Within the data, how many lines hold the word "EvaluateBatResult"? Answer with nothing but the number.

## Collected data
--- START ---
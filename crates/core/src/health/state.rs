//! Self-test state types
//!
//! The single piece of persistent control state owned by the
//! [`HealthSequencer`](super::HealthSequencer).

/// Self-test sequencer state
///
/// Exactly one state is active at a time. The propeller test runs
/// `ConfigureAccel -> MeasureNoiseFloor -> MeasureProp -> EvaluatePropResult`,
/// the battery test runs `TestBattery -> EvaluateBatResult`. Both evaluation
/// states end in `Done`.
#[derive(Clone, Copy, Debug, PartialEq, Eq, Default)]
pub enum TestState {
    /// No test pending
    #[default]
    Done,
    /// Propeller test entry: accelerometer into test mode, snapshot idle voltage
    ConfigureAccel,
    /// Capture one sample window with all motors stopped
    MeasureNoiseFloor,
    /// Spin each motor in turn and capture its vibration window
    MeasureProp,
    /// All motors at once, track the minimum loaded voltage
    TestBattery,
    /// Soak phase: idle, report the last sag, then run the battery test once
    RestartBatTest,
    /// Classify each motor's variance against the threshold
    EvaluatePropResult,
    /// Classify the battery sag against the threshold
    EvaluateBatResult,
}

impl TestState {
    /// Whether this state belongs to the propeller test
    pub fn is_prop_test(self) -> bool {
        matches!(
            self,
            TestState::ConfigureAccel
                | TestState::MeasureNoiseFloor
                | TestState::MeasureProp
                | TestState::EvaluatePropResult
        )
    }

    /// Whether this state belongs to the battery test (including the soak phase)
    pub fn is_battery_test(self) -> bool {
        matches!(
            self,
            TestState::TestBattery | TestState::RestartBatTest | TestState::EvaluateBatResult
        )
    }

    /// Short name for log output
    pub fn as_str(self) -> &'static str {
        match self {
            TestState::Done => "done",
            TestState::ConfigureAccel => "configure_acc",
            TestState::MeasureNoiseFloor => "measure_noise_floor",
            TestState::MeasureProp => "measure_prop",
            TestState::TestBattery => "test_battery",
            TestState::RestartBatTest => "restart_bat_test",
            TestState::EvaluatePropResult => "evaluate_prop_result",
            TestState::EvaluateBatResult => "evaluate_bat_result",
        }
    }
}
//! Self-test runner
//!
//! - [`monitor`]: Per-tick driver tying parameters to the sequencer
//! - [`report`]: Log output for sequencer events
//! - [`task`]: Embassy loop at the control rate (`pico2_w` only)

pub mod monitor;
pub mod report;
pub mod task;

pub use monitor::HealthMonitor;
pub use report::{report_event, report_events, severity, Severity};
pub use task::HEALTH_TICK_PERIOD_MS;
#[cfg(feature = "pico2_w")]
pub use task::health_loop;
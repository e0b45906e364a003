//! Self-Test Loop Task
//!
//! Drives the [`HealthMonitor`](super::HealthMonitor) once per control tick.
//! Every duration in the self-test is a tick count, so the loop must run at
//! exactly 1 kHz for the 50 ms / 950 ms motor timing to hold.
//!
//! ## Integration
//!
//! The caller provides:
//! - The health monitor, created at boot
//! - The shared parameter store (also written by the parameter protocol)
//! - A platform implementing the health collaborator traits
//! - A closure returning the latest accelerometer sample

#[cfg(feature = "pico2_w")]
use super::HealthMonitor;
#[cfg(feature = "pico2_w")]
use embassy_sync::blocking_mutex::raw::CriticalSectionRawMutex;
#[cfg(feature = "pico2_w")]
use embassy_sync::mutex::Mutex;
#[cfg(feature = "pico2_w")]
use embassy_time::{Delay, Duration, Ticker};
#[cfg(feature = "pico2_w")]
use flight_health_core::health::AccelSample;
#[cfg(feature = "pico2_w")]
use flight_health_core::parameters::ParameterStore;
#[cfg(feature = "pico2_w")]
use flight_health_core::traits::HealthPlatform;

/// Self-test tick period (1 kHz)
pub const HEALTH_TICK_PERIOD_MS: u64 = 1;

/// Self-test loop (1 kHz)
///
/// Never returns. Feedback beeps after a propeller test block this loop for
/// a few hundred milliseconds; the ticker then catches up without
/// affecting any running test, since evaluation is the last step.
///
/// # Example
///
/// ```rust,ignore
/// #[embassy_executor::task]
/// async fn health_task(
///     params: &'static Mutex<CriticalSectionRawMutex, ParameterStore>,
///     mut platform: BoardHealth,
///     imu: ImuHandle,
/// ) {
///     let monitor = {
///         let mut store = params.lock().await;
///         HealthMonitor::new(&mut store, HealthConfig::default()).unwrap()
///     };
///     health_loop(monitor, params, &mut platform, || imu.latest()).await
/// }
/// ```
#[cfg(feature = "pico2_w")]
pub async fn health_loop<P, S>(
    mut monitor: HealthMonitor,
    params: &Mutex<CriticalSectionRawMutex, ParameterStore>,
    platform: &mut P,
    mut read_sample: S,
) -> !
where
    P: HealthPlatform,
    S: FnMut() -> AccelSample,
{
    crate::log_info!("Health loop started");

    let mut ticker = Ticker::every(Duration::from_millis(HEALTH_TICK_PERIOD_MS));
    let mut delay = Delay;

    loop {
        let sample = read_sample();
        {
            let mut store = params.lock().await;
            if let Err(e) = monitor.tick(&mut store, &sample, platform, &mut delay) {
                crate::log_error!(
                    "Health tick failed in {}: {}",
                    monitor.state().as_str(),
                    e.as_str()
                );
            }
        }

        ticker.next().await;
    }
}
--- END ---
## Output for this exercise
4